If your Android phone won't install, they probably don't have Allow "Unknown Sources" app installations enabled in their settings. Open Settings, then go to "Security" and check "Unknown Sources".
start listening
In the upper left corner of the AhMyth screen, select the Victims tab, and change the port number to the one you are using. You can also leave it empty. Next, click "Listen". Once this is done, some basic information about the monitored victim appears on the screen.
function test
Now that you have a RAT running on the target device, you can start remote management. Click the "Open Lab" button and a new popup will appear. If you're familiar with other Android RATs like Cerberus, you might be a little disappointed with some features. The features it currently has are very powerful, such as the "file manager" function, which allows you to see everything on the device, and finding passwords, session cookies, photos, etc. is not a problem.
Another feature is the ability to record audio through the "microphone". You also have a tracking feature ("Location") where you not only know what they said but where they said it. However, one caveat is that it could be stuck with a simple GPS spoofing app.
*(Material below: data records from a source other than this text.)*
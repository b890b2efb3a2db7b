//! The shift-reduce driver.

use crate::{Grammar, ParseError, Pos, Rule, SymbolId, Token, TokenSource};
use std::fmt::Write;

/// A reduction child: a shifted token or a node built by an earlier
/// reduction.
#[derive(Debug, Clone, PartialEq)]
pub enum Child<N> {
    Token(Token),
    Node(N),
}

impl<N> Child<N> {
    pub fn token(&self) -> Option<&Token> {
        match self {
            Child::Token(t) => Some(t),
            Child::Node(_) => None,
        }
    }

    pub fn into_token(self) -> Option<Token> {
        match self {
            Child::Token(t) => Some(t),
            Child::Node(_) => None,
        }
    }

    pub fn into_node(self) -> Option<N> {
        match self {
            Child::Node(n) => Some(n),
            Child::Token(_) => None,
        }
    }
}

/// Client tree construction, called once per reduction.
pub trait TreeBuilder {
    type Node;

    /// Builds the node for `rule` from its children, left to right. `pos`
    /// spans all children; for an empty rule it is the lookahead's start.
    ///
    /// Returning `Ok(None)` means the builder does not handle the rule,
    /// which aborts the parse with [`ParseError::UnhandledReduction`].
    fn apply_rule(
        &mut self,
        lhs: SymbolId,
        rule: &Rule,
        children: Vec<Child<Self::Node>>,
        pos: Pos,
    ) -> Result<Option<Self::Node>, ParseError>;
}

#[derive(Debug, Clone, Default)]
pub struct ParserStats {
    pub tokens: usize,
    pub shifts: usize,
    pub reductions: usize,
}

struct Frame<N> {
    sym: SymbolId,
    child: Child<N>,
    pos: Pos,
}

/// Drives a [`TokenSource`] through the states of a configured grammar.
///
/// The parse stack is owned by the parser and cleared at the start of every
/// [`parse`](Parser::parse), so nodes built before an error are dropped with
/// it.
pub struct Parser<'g, L, B>
where
    L: TokenSource,
    B: TreeBuilder,
{
    grammar: &'g Grammar<'g>,
    source: L,
    builder: B,
    states: Vec<usize>,
    frames: Vec<Frame<B::Node>>,
    stats: ParserStats,
}

impl<'g, L, B> Parser<'g, L, B>
where
    L: TokenSource,
    B: TreeBuilder,
{
    pub fn new(grammar: &'g Grammar<'g>, source: L, builder: B) -> Self {
        Self {
            grammar,
            source,
            builder,
            states: Vec::new(),
            frames: Vec::new(),
            stats: ParserStats::default(),
        }
    }

    pub fn grammar(&self) -> &'g Grammar<'g> {
        self.grammar
    }

    pub fn builder(&self) -> &B {
        &self.builder
    }

    pub fn builder_mut(&mut self) -> &mut B {
        &mut self.builder
    }

    pub fn into_builder(self) -> B {
        self.builder
    }

    /// Counters accumulated over every parse run by this parser.
    pub fn stats(&self) -> ParserStats {
        self.stats.clone()
    }

    fn next_token(&mut self) -> Result<Token, ParseError> {
        loop {
            let token = self.source.scan_one_token()?;
            self.stats.tokens += 1;
            if !token.is_trivia() {
                return Ok(token);
            }
        }
    }

    fn expected(&self, state: usize) -> String {
        let symbols = self.grammar.symbols();
        self.grammar.states()[state]
            .expected(symbols)
            .into_iter()
            .map(|sym| symbols.name(sym))
            .collect::<Vec<_>>()
            .join(", ")
    }

    fn error(&self, state: usize, token: &Token) -> ParseError {
        if token.is_end() {
            ParseError::UnexpectedEnd { pos: token.pos }
        } else {
            ParseError::Syntactic {
                pos: token.pos,
                found: token.to_string(),
                expected: self.expected(state),
            }
        }
    }

    /// Parses `text` and returns the node built for the start symbol.
    pub fn parse(&mut self, text: &str) -> Result<B::Node, ParseError> {
        let grammar = self.grammar;
        if !grammar.is_configured() {
            return Err(ParseError::NotConfigured);
        }
        let symbols = grammar.symbols();
        self.source.set_input(text);
        self.frames.clear();
        self.states.clear();
        self.states.push(0);

        let mut token = self.next_token()?;
        loop {
            if log::log_enabled!(log::Level::Trace) {
                self.dump_state(&token);
            }
            let state = self.states[self.states.len() - 1];
            let Some(sym) = symbols.by_type(token.ttype) else {
                return Err(self.error(state, &token));
            };
            let actions = &grammar.states()[state];

            if let Some(next) = actions.shift(sym) {
                log::trace!("Shift {}", next);
                let pos = token.pos;
                self.frames.push(Frame {
                    sym,
                    child: Child::Token(token),
                    pos,
                });
                self.states.push(next);
                self.stats.shifts += 1;
                token = self.next_token()?;
                continue;
            }

            let Some(rule_index) = actions.reduce(sym) else {
                return Err(self.error(state, &token));
            };

            if rule_index == 0 {
                log::trace!("Accept");
                return match self.frames.pop().map(|f| f.child) {
                    Some(Child::Node(node)) if self.frames.is_empty() => Ok(node),
                    _ => Err(self.error(state, &token)),
                };
            }

            let rule = &grammar.rules()[rule_index];
            log::trace!("Reduce {} ({})", rule_index, rule.display(symbols));
            // A reloaded table can ask for more frames than the stack holds.
            let Some(base) = self.frames.len().checked_sub(rule.len()) else {
                return Err(self.error(state, &token));
            };
            let popped = self.frames.split_off(base);
            self.states.truncate(base + 1);
            let pos = popped
                .iter()
                .map(|f| f.pos)
                .reduce(|a, b| a.join(&b))
                .unwrap_or_else(|| Pos::at(token.pos.start));
            let children = popped.into_iter().map(|f| f.child).collect();
            let node = self
                .builder
                .apply_rule(rule.lhs(), rule, children, pos)?
                .ok_or(ParseError::UnhandledReduction {
                    pos,
                    rule_id: rule.id(),
                })?;

            let exposed = self.states[base];
            let Some(next) = grammar.states()[exposed].shift(rule.lhs()) else {
                return Err(self.error(exposed, &token));
            };
            self.frames.push(Frame {
                sym: rule.lhs(),
                child: Child::Node(node),
                pos,
            });
            self.states.push(next);
            self.stats.reductions += 1;
        }
    }

    fn dump_state(&self, incoming: &Token) {
        let symbols = self.grammar.symbols();
        let mut output = String::new();
        for (frame, state) in self.frames.iter().zip(self.states.iter()) {
            let _ = write!(output, "<{}> {}  ", state, symbols.name(frame.sym));
        }
        if let Some(state) = self.states.last() {
            let _ = write!(output, "<{}>  <-  {}", state, incoming);
        }
        log::trace!("{}", output);
    }
}

#[cfg(test)]
mod tests {
    use super::*;
    use crate::{Scanner, SymbolTable, TokenKind, TokenValue};
    use std::io::Cursor;

    fn init_logger() {
        let _ = env_logger::builder().is_test(true).try_init();
    }

    const ADD: u32 = 1;
    const MUL: u32 = 2;
    const PAREN: u32 = 3;
    const INT: u32 = 4;
    const LIST: u32 = 5;
    const EMPTY: u32 = 6;

    // E -> E + E | E * E | ( E ) | int | [ L ] ; L -> L int | ε
    fn symbols() -> SymbolTable {
        let mut tab = SymbolTable::new();
        for ch in ['+', '*', '(', ')', '[', ']'] {
            tab.terminal(ch as u32).unwrap();
        }
        tab.terminal(TokenKind::Int.type_id()).unwrap();
        tab.nonterminal("E").unwrap();
        tab.nonterminal("L").unwrap();
        tab
    }

    fn grammar(tab: &SymbolTable) -> Grammar<'_> {
        let t = |ch: char| tab.by_type(ch as u32).unwrap();
        let int = tab.by_type(TokenKind::Int.type_id()).unwrap();
        let e = tab.by_name("E").unwrap();
        let l = tab.by_name("L").unwrap();
        let mut g = Grammar::new(tab);
        g.add_rule(Rule::new(ADD, e) >> [e, t('+'), e]);
        g.add_rule(Rule::new(MUL, e) >> [e, t('*'), e]);
        g.add_rule(Rule::new(PAREN, e) >> [t('('), e, t(')')]);
        g.add_rule(Rule::new(INT, e) >> [int]);
        g.add_rule(Rule::new(LIST, e) >> [t('['), l, t(']')]);
        g.add_rule(Rule::new(LIST, l) >> [l, int]);
        g.add_rule(Rule::new(EMPTY, l) >> crate::Sequence::new());
        g.set_start(e);
        g.left(10, &[t('+')]);
        g.left(20, &[t('*')]);
        g.configure().unwrap();
        g
    }

    /// Renders the tree fully parenthesised, with positions on lists.
    #[derive(Default)]
    struct Render {
        skip: Option<u32>,
    }

    impl TreeBuilder for Render {
        type Node = String;

        fn apply_rule(
            &mut self,
            _lhs: SymbolId,
            rule: &Rule,
            children: Vec<Child<String>>,
            pos: Pos,
        ) -> Result<Option<String>, ParseError> {
            if self.skip == Some(rule.id()) {
                return Ok(None);
            }
            let mut it = children.into_iter();
            let node = match rule.id() {
                ADD | MUL => {
                    let lhs = it.next().and_then(Child::into_node).unwrap_or_default();
                    let op = it
                        .next()
                        .and_then(|c| c.token().and_then(Token::as_char))
                        .unwrap_or('?');
                    let rhs = it.next().and_then(Child::into_node).unwrap_or_default();
                    format!("({}{}{})", lhs, op, rhs)
                }
                PAREN => it.nth(1).and_then(Child::into_node).unwrap_or_default(),
                INT => match it.next().and_then(Child::into_token).map(|t| t.value) {
                    Some(TokenValue::Int(n)) => n.to_string(),
                    _ => return Err(ParseError::semantic(pos, "expected an integer")),
                },
                LIST if rule.len() == 3 => {
                    let items = it.nth(1).and_then(Child::into_node).unwrap_or_default();
                    format!("[{}]@{}", items, pos)
                }
                LIST => {
                    let head = it.next().and_then(Child::into_node).unwrap_or_default();
                    match it.next().and_then(Child::into_token).map(|t| t.value) {
                        Some(TokenValue::Int(n)) if head.is_empty() => n.to_string(),
                        Some(TokenValue::Int(n)) => format!("{} {}", head, n),
                        _ => head,
                    }
                }
                EMPTY => String::new(),
                _ => return Ok(None),
            };
            Ok(Some(node))
        }
    }

    fn parse_with(g: &Grammar, text: &str) -> Result<String, ParseError> {
        Parser::new(g, Scanner::new(), Render::default()).parse(text)
    }

    #[test]
    fn precedence_and_associativity_group_correctly() {
        init_logger();
        let tab = symbols();
        let g = grammar(&tab);
        assert_eq!(parse_with(&g, "1+2*3").unwrap(), "(1+(2*3))");
        assert_eq!(parse_with(&g, "1*2+3").unwrap(), "((1*2)+3)");
        assert_eq!(parse_with(&g, "1 + 2 + 3").unwrap(), "((1+2)+3)");
        assert_eq!(parse_with(&g, "(1+2)*3").unwrap(), "((1+2)*3)");
    }

    #[test]
    fn empty_reductions_take_lookahead_position() {
        let tab = symbols();
        let g = grammar(&tab);
        assert_eq!(parse_with(&g, "[1 2 3]").unwrap(), "[1 2 3]@offsets 0..=6");
        assert_eq!(parse_with(&g, "[]").unwrap(), "[]@offsets 0..=1");
    }

    #[test]
    fn stats_count_work() {
        let tab = symbols();
        let g = grammar(&tab);
        let mut parser = Parser::new(&g, Scanner::new(), Render::default());
        parser.parse("1 + 2").unwrap();
        let stats = parser.stats();
        // 1, ws, +, ws, 2, end
        assert_eq!(stats.tokens, 6);
        assert_eq!(stats.shifts, 3);
        assert_eq!(stats.reductions, 3);
    }

    #[test]
    fn reduce_deeper_than_stack_is_an_error() {
        let tab = symbols();
        let mut g = grammar(&tab);
        g.load_table(Cursor::new("RULES,8\nSTATES,1\nS,0\nRD,256,1\n"))
            .unwrap();
        assert!(matches!(
            parse_with(&g, "1"),
            Err(ParseError::Syntactic { pos, .. }) if pos == Pos::at(0)
        ));
    }

    #[test]
    fn truncated_input_is_unexpected_end() {
        let tab = symbols();
        let g = grammar(&tab);
        assert_eq!(
            parse_with(&g, "(1+"),
            Err(ParseError::UnexpectedEnd { pos: Pos::at(3) })
        );
        assert!(matches!(
            parse_with(&g, ""),
            Err(ParseError::UnexpectedEnd { .. })
        ));
    }

    #[test]
    fn unexpected_token_lists_expected_terminals() {
        let tab = symbols();
        let g = grammar(&tab);
        let err = parse_with(&g, "1 2").unwrap_err();
        let ParseError::Syntactic { pos, found, expected } = err else {
            panic!("expected a syntax error");
        };
        assert_eq!(pos, Pos::at(2));
        assert_eq!(found, "int 2");
        assert_eq!(expected, "end, +, *");

        // `-` is not a terminal of this grammar
        assert!(matches!(
            parse_with(&g, "1 - 2"),
            Err(ParseError::Syntactic { .. })
        ));
    }

    #[test]
    fn missing_node_is_unhandled_reduction() {
        let tab = symbols();
        let g = grammar(&tab);
        let mut parser = Parser::new(&g, Scanner::new(), Render { skip: Some(MUL) });
        assert_eq!(parser.parse("1+2").unwrap(), "(1+2)");
        assert_eq!(
            parser.parse("1 * 2"),
            Err(ParseError::UnhandledReduction {
                pos: Pos::new(0, 4),
                rule_id: MUL
            })
        );
    }

    #[test]
    fn unconfigured_grammar_is_rejected() {
        let tab = symbols();
        let g = Grammar::new(&tab);
        assert_eq!(parse_with(&g, "1"), Err(ParseError::NotConfigured));
    }

    #[test]
    fn reloaded_table_parses_identically() {
        let tab = symbols();
        let g = grammar(&tab);
        let mut buf = Vec::new();
        crate::write_table(&g, &mut buf).unwrap();

        let mut h = Grammar::new(&tab);
        for rule in &g.rules()[1..] {
            h.add_rule(rule.clone());
        }
        h.set_start(tab.by_name("E").unwrap());
        h.load_table(Cursor::new(buf)).unwrap();

        for text in ["1+2*3", "(1+2)*3*4", "[4 5]+6", "1+", "2 3"] {
            assert_eq!(parse_with(&g, text), parse_with(&h, text), "{}", text);
        }
    }
}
Now you may have noticed that I skipped the "Camera" feature. It may be the reason of the old Android phone, this function does not work properly. In principle, it should allow you to send commands to take a photo with the front or rear camera and send it back to you.
how to protect yourself
In general, no one is safe from RAT attacks, but if you don't install Android apps from outside the Google Play Store, your chances of being attacked are relatively small. Installing from "unknown sources" is disabled by default in Android, but if you allow it, you greatly increase your risk because you will no longer get security prompts. If you have a legitimate reason to download an APK from outside of Google Play, be sure to click "Allow this installation only", or you may accidentally enable "Unknown Sources" permanently. Another way to protect yourself is to not take your phone to important meetings or anywhere you don't want people listening.